▸ **What the task asks**:
Every entry below must be reproduced exactly.

(Stored data)
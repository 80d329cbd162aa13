use crate::config::ProbeSettings;
use crate::domain::ports::{NetworkProbe, TransportResult};
use crate::utils::error::TransportError;
use std::future::Future;
use std::sync::Mutex;
use std::time::{Duration, Instant};

/// 經過連線守衛的呼叫結果
#[derive(Debug, Clone, PartialEq, Eq)]
pub enum Guarded<T> {
    Ok(T),
    /// 本機無法上網，未執行被包裝的呼叫
    ConnectionDown,
    TransportError(TransportError),
}

impl<T> Guarded<T> {
    pub fn ok(self) -> Option<T> {
        match self {
            Guarded::Ok(value) => Some(value),
            _ => None,
        }
    }

    pub fn is_connection_down(&self) -> bool {
        matches!(self, Guarded::ConnectionDown)
    }
}

/// 在每次對外呼叫之前確認本機網路，並把傳輸錯誤轉成 `Guarded`
#[derive(Debug)]
pub struct ConnectivityGuard {
    pause: Duration,
    max_attempts: u32,
    cache_for: Duration,
    last_online: Mutex<Option<Instant>>,
}

impl ConnectivityGuard {
    pub fn new(pause: Duration, max_attempts: u32, cache_for: Duration) -> Self {
        Self {
            pause,
            max_attempts: max_attempts.max(1),
            cache_for,
            last_online: Mutex::new(None),
        }
    }

    pub fn from_settings(settings: &ProbeSettings) -> Self {
        Self::new(
            settings.offline_pause(),
            settings.offline_max_attempts,
            settings.connectivity_cache(),
        )
    }

    fn recently_online(&self) -> bool {
        if self.cache_for.is_zero() {
            return false;
        }
        self.last_online
            .lock()
            .ok()
            .and_then(|last| *last)
            .map(|at| at.elapsed() < self.cache_for)
            .unwrap_or(false)
    }

    fn mark_online(&self) {
        if let Ok(mut last) = self.last_online.lock() {
            *last = Some(Instant::now());
        }
    }

    /// 最多檢查 `max_attempts` 次，每次失敗後暫停 `pause`
    pub async fn ensure_online<N: NetworkProbe + ?Sized>(&self, network: &N) -> bool {
        if self.recently_online() {
            return true;
        }

        for attempt in 1..=self.max_attempts {
            if network.internet_available().await {
                self.mark_online();
                return true;
            }
            tracing::warn!(
                "⚠️ No internet connection (attempt {}/{}), pausing {:?}",
                attempt,
                self.max_attempts,
                self.pause
            );
            tokio::time::sleep(self.pause).await;
        }

        if let Ok(mut last) = self.last_online.lock() {
            *last = None;
        }
        false
    }

    pub async fn call<N, T, F, Fut>(&self, network: &N, op: F) -> Guarded<T>
    where
        N: NetworkProbe + ?Sized,
        F: FnOnce() -> Fut,
        Fut: Future<Output = TransportResult<T>>,
    {
        if !self.ensure_online(network).await {
            return Guarded::ConnectionDown;
        }

        match op().await {
            Ok(value) => Guarded::Ok(value),
            Err(err) => {
                tracing::debug!("Guarded call failed: {}", err);
                Guarded::TransportError(err)
            }
        }
    }

    /// 只關心可達性的呼叫：傳輸錯誤視為不可達
    pub async fn reachability<N, F, Fut>(&self, network: &N, op: F) -> Guarded<bool>
    where
        N: NetworkProbe + ?Sized,
        F: FnOnce() -> Fut,
        Fut: Future<Output = TransportResult<bool>>,
    {
        match self.call(network, op).await {
            Guarded::TransportError(_) => Guarded::Ok(false),
            other => other,
        }
    }
}

impl Default for ConnectivityGuard {
    fn default() -> Self {
        Self::from_settings(&ProbeSettings::default())
    }
}

#[cfg(test)]
mod tests {
    use super::*;
    use async_trait::async_trait;
    use std::net::IpAddr;
    use std::sync::atomic::{AtomicUsize, Ordering};
    use std::sync::Arc;
    use tokio_test::assert_ok;

    /// 依序回傳預先排好的連線狀態
    struct FlakyNetwork {
        online: Vec<bool>,
        checks: AtomicUsize,
    }

    impl FlakyNetwork {
        fn new(online: Vec<bool>) -> Self {
            Self {
                online,
                checks: AtomicUsize::new(0),
            }
        }

        fn checks(&self) -> usize {
            self.checks.load(Ordering::SeqCst)
        }
    }

    #[async_trait]
    impl NetworkProbe for FlakyNetwork {
        async fn internet_available(&self) -> bool {
            let i = self.checks.fetch_add(1, Ordering::SeqCst);
            self.online.get(i).copied().unwrap_or(false)
        }

        async fn http_reachable(&self, _url: &str) -> TransportResult<bool> {
            Ok(true)
        }

        async fn status_code(&self, _url: &str) -> TransportResult<u16> {
            Ok(200)
        }

        async fn port_open(&self, _host: &str, _port: u16) -> TransportResult<bool> {
            Ok(true)
        }

        async fn resolve(&self, _host: &str) -> TransportResult<Option<Vec<IpAddr>>> {
            Ok(None)
        }

        async fn reverse_lookup(&self, _ip: IpAddr) -> TransportResult<Option<String>> {
            Ok(None)
        }

        async fn latency(&self, _ip: IpAddr) -> Option<Duration> {
            None
        }
    }

    fn guard(max_attempts: u32, cache_for: Duration) -> ConnectivityGuard {
        ConnectivityGuard::new(Duration::from_millis(1), max_attempts, cache_for)
    }

    #[tokio::test]
    async fn test_online_call_returns_value() {
        let network = FlakyNetwork::new(vec![true]);
        let result = guard(3, Duration::ZERO)
            .call(&network, || async { Ok::<_, TransportError>(42u16) })
            .await;

        assert_eq!(result, Guarded::Ok(42));
        assert_eq!(network.checks(), 1);
    }

    #[tokio::test]
    async fn test_offline_is_bounded_and_skips_call() {
        let network = FlakyNetwork::new(vec![false; 10]);
        let called = Arc::new(AtomicUsize::new(0));
        let counter = called.clone();

        let result = guard(3, Duration::ZERO)
            .call(&network, || async move {
                counter.fetch_add(1, Ordering::SeqCst);
                Ok::<_, TransportError>(())
            })
            .await;

        assert!(result.is_connection_down());
        assert_eq!(network.checks(), 3);
        assert_eq!(called.load(Ordering::SeqCst), 0);
    }

    #[tokio::test]
    async fn test_recovers_after_transient_outage() {
        let network = FlakyNetwork::new(vec![false, false, true]);
        let result = guard(5, Duration::ZERO)
            .call(&network, || async { Ok::<_, TransportError>("up") })
            .await;

        assert_eq!(result, Guarded::Ok("up"));
        assert_eq!(network.checks(), 3);
    }

    #[tokio::test]
    async fn test_transport_error_is_typed() {
        let network = FlakyNetwork::new(vec![true, true]);
        let g = guard(1, Duration::ZERO);

        let result = g
            .call(&network, || async {
                Err::<u16, _>(TransportError::Connection("refused".to_string()))
            })
            .await;
        assert_eq!(
            result,
            Guarded::TransportError(TransportError::Connection("refused".to_string()))
        );

        let reachable = g
            .reachability(&network, || async {
                Err(TransportError::Connection("reset".to_string()))
            })
            .await;
        assert_eq!(reachable, Guarded::Ok(false));
    }

    #[tokio::test]
    async fn test_cache_rate_limits_connectivity_checks() {
        let network = FlakyNetwork::new(vec![true]);
        let g = guard(1, Duration::from_secs(60));

        for _ in 0..3 {
            let result = g.call(&network, || async { Ok::<_, TransportError>(()) }).await;
            assert_ok!(result.ok().ok_or("connection down"));
        }
        assert_eq!(network.checks(), 1);
    }
}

▸ **Reply to the task**:
repository 80d329cbd162aa13
use crate::config::ProbeSettings;
use crate::domain::ports::{NetworkProbe, TransportResult};
use crate::utils::error::TransportError;
use std::future::Future;
use std::sync::Mutex;
use std::time::{Duration, Instant};

/// 經過連線守衛的呼叫結果
#[derive(Debug, Clone, PartialEq, Eq)]
pub enum Guarded<T> {
    Ok(T),
    /// 本機無法上網，未執行被包裝的呼叫
    ConnectionDown,
    TransportError(TransportError),
}

impl<T> Guarded<T> {
    pub fn ok(self) -> Option<T> {
        match self {
            Guarded::Ok(value) => Some(value),
            _ => None,
        }
    }

    pub fn is_connection_down(&self) -> bool {
        matches!(self, Guarded::ConnectionDown)
    }
}

/// 在每次對外呼叫之前確認本機網路，並把傳輸錯誤轉成 `Guarded`
#[derive(Debug)]
pub struct ConnectivityGuard {
    pause: Duration,
    max_attempts: u32,
    cache_for: Duration,
    last_online: Mutex<Option<Instant>>,
}

impl ConnectivityGuard {
    pub fn new(pause: Duration, max_attempts: u32, cache_for: Duration) -> Self {
        Self {
            pause,
            max_attempts: max_attempts.max(1),
            cache_for,
            last_online: Mutex::new(None),
        }
    }

    pub fn from_settings(settings: &ProbeSettings) -> Self {
        Self::new(
            settings.offline_pause(),
            settings.offline_max_attempts,
            settings.connectivity_cache(),
        )
    }

    fn recently_online(&self) -> bool {
        if self.cache_for.is_zero() {
            return false;
        }
        self.last_online
            .lock()
            .ok()
            .and_then(|last| *last)
            .map(|at| at.elapsed() < self.cache_for)
            .unwrap_or(false)
    }

    fn mark_online(&self) {
        if let Ok(mut last) = self.last_online.lock() {
            *last = Some(Instant::now());
        }
    }

    /// 最多檢查 `max_attempts` 次，每次失敗後暫停 `pause`
    pub async fn ensure_online<N: NetworkProbe + ?Sized>(&self, network: &N) -> bool {
        if self.recently_online() {
            return true;
        }

        for attempt in 1..=self.max_attempts {
            if network.internet_available().await {
                self.mark_online();
                return true;
            }
            tracing::warn!(
                "⚠️ No internet connection (attempt {}/{}), pausing {:?}",
                attempt,
                self.max_attempts,
                self.pause
            );
            tokio::time::sleep(self.pause).await;
        }

        if let Ok(mut last) = self.last_online.lock() {
            *last = None;
        }
        false
    }

    pub async fn call<N, T, F, Fut>(&self, network: &N, op: F) -> Guarded<T>
    where
        N: NetworkProbe + ?Sized,
        F: FnOnce() -> Fut,
        Fut: Future<Output = TransportResult<T>>,
    {
        if !self.ensure_online(network).await {
            return Guarded::ConnectionDown;
        }

        match op().await {
            Ok(value) => Guarded::Ok(value),
            Err(err) => {
                tracing::debug!("Guarded call failed: {}", err);
                Guarded::TransportError(err)
            }
        }
    }

    /// 只關心可達性的呼叫：傳輸錯誤視為不可達
    pub async fn reachability<N, F, Fut>(&self, network: &N, op: F) -> Guarded<bool>
    where
        N: NetworkProbe + ?Sized,
        F: FnOnce() -> Fut,
        Fut: Future<Output = TransportResult<bool>>,
    {
        match self.call(network, op).await {
            Guarded::TransportError(_) => Guarded::Ok(false),
            other => other,
        }
    }
}

impl Default for ConnectivityGuard {
    fn default() -> Self {
        Self::from_settings(&ProbeSettings::default())
    }
}

#[cfg(test)]
mod tests {
    use super::*;
    use async_trait::async_trait;
    use std::net::IpAddr;
    use std::sync::atomic::{AtomicUsize, Ordering};
    use std::sync::Arc;
    use tokio_test::assert_ok;

    /// 依序回傳預先排好的連線狀態
    struct FlakyNetwork {
        online: Vec<bool>,
        checks: AtomicUsize,
    }

    impl FlakyNetwork {
        fn new(online: Vec<bool>) -> Self {
            Self {
                online,
                checks: AtomicUsize::new(0),
            }
        }

        fn checks(&self) -> usize {
            self.checks.load(Ordering::SeqCst)
        }
    }

    #[async_trait]
    impl NetworkProbe for FlakyNetwork {
        async fn internet_available(&self) -> bool {
            let i = self.checks.fetch_add(1, Ordering::SeqCst);
            self.online.get(i).copied().unwrap_or(false)
        }

        async fn http_reachable(&self, _url: &str) -> TransportResult<bool> {
            Ok(true)
        }

        async fn status_code(&self, _url: &str) -> TransportResult<u16> {
            Ok(200)
        }

        async fn port_open(&self, _host: &str, _port: u16) -> TransportResult<bool> {
            Ok(true)
        }

        async fn resolve(&self, _host: &str) -> TransportResult<Option<Vec<IpAddr>>> {
            Ok(None)
        }

        async fn reverse_lookup(&self, _ip: IpAddr) -> TransportResult<Option<String>> {
            Ok(None)
        }

        async fn latency(&self, _ip: IpAddr) -> Option<Duration> {
            None
        }
    }

    fn guard(max_attempts: u32, cache_for: Duration) -> ConnectivityGuard {
        ConnectivityGuard::new(Duration::from_millis(1), max_attempts, cache_for)
    }

    #[tokio::test]
    async fn test_online_call_returns_value() {
        let network = FlakyNetwork::new(vec![true]);
        let result = guard(3, Duration::ZERO)
            .call(&network, || async { Ok::<_, TransportError>(42u16) })
            .await;

        assert_eq!(result, Guarded::Ok(42));
        assert_eq!(network.checks(), 1);
    }

    #[tokio::test]
    async fn test_offline_is_bounded_and_skips_call() {
        let network = FlakyNetwork::new(vec![false; 10]);
        let called = Arc::new(AtomicUsize::new(0));
        let counter = called.clone();

        let result = guard(3, Duration::ZERO)
            .call(&network, || async move {
                counter.fetch_add(1, Ordering::SeqCst);
                Ok::<_, TransportError>(())
            })
            .await;

        assert!(result.is_connection_down());
        assert_eq!(network.checks(), 3);
        assert_eq!(called.load(Ordering::SeqCst), 0);
    }

    #[tokio::test]
    async fn test_recovers_after_transient_outage() {
        let network = FlakyNetwork::new(vec![false, false, true]);
        let result = guard(5, Duration::ZERO)
            .call(&network, || async { Ok::<_, TransportError>("up") })
            .await;

        assert_eq!(result, Guarded::Ok("up"));
        assert_eq!(network.checks(), 3);
    }

    #[tokio::test]
    async fn test_transport_error_is_typed() {
        let network = FlakyNetwork::new(vec![true, true]);
        let g = guard(1, Duration::ZERO);

        let result = g
            .call(&network, || async {
                Err::<u16, _>(TransportError::Connection("refused".to_string()))
            })
            .await;
        assert_eq!(
            result,
            Guarded::TransportError(TransportError::Connection("refused".to_string()))
        );

        let reachable = g
            .reachability(&network, || async {
                Err(TransportError::Connection("reset".to_string()))
            })
            .await;
        assert_eq!(reachable, Guarded::Ok(false));
    }

    #[tokio::test]
    async fn test_cache_rate_limits_connectivity_checks() {
        let network = FlakyNetwork::new(vec![true]);
        let g = guard(1, Duration::from_secs(60));

        for _ in 0..3 {
            let result = g.call(&network, || async { Ok::<_, TransportError>(()) }).await;
            assert_ok!(result.ok().ok_or("connection down"));
        }
        assert_eq!(network.checks(), 1);
    }
}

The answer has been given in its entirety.